Segment Start: Dataset excerpts

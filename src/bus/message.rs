//! Outbound messages and the off-chain update payloads they carry.

use serde::{Deserialize, Serialize};

use crate::types::order::{IndexerOrder, IndexerOrderId, OrderRemovalReason};

#[derive(Debug, Clone, Copy, PartialEq, Eq, Serialize, Deserialize)]
#[serde(rename_all = "SCREAMING_SNAKE_CASE")]
pub enum OrderRemovalStatus {
    Unspecified,
    BestEffortCanceled,
    Canceled,
    Filled,
}

#[derive(Debug, Clone, Copy, PartialEq, Eq, Serialize, Deserialize)]
#[serde(rename_all = "SCREAMING_SNAKE_CASE")]
pub enum OrderPlacementStatus {
    Unspecified,
    BestEffortOpened,
    Opened,
}

/// Update consumed by the order book and websocket services.
#[derive(Debug, Clone, PartialEq, Eq, Serialize, Deserialize)]
#[serde(rename_all = "snake_case")]
pub enum OffChainUpdate {
    OrderPlace {
        order: IndexerOrder,
        placement_status: OrderPlacementStatus,
    },
    OrderRemove {
        removed_order_id: IndexerOrderId,
        reason: OrderRemovalReason,
        removal_status: OrderRemovalStatus,
    },
}

/// A message bound for the bus. Messages sharing a partition key are delivered in order.
#[derive(Debug, Clone, PartialEq, Eq)]
pub struct OutboundMessage {
    pub partition_key: Vec<u8>,
    pub payload: Vec<u8>,
}

impl OutboundMessage {
    /// Encode an off-chain update keyed on the hash of the order it concerns.
    pub fn off_chain_update(
        order_id: &IndexerOrderId,
        update: &OffChainUpdate,
    ) -> Result<Self, serde_json::Error> {
        Ok(Self {
            partition_key: order_id.hash().to_vec(),
            payload: serde_json::to_vec(update)?,
        })
    }

    pub fn decode_update(&self) -> Result<OffChainUpdate, serde_json::Error> {
        serde_json::from_slice(&self.payload)
    }

    pub fn partition_key_hex(&self) -> String {
        hex::encode(&self.partition_key)
    }
}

Segment End: Dataset excerpts

■ Exercise aim
Exactly reproduce the entries in their entirety.

■ Solution to this task
filename src/bus/message.rs
//! Outbound messages and the off-chain update payloads they carry.

use serde::{Deserialize, Serialize};

use crate::types::order::{IndexerOrder, IndexerOrderId, OrderRemovalReason};

#[derive(Debug, Clone, Copy, PartialEq, Eq, Serialize, Deserialize)]
#[serde(rename_all = "SCREAMING_SNAKE_CASE")]
pub enum OrderRemovalStatus {
    Unspecified,
    BestEffortCanceled,
    Canceled,
    Filled,
}

#[derive(Debug, Clone, Copy, PartialEq, Eq, Serialize, Deserialize)]
#[serde(rename_all = "SCREAMING_SNAKE_CASE")]
pub enum OrderPlacementStatus {
    Unspecified,
    BestEffortOpened,
    Opened,
}

/// Update consumed by the order book and websocket services.
#[derive(Debug, Clone, PartialEq, Eq, Serialize, Deserialize)]
#[serde(rename_all = "snake_case")]
pub enum OffChainUpdate {
    OrderPlace {
        order: IndexerOrder,
        placement_status: OrderPlacementStatus,
    },
    OrderRemove {
        removed_order_id: IndexerOrderId,
        reason: OrderRemovalReason,
        removal_status: OrderRemovalStatus,
    },
}

/// A message bound for the bus. Messages sharing a partition key are delivered in order.
#[derive(Debug, Clone, PartialEq, Eq)]
pub struct OutboundMessage {
    pub partition_key: Vec<u8>,
    pub payload: Vec<u8>,
}

impl OutboundMessage {
    /// Encode an off-chain update keyed on the hash of the order it concerns.
    pub fn off_chain_update(
        order_id: &IndexerOrderId,
        update: &OffChainUpdate,
    ) -> Result<Self, serde_json::Error> {
        Ok(Self {
            partition_key: order_id.hash().to_vec(),
            payload: serde_json::to_vec(update)?,
        })
    }

    pub fn decode_update(&self) -> Result<OffChainUpdate, serde_json::Error> {
        serde_json::from_slice(&self.payload)
    }

    pub fn partition_key_hex(&self) -> String {
        hex::encode(&self.partition_key)
    }
}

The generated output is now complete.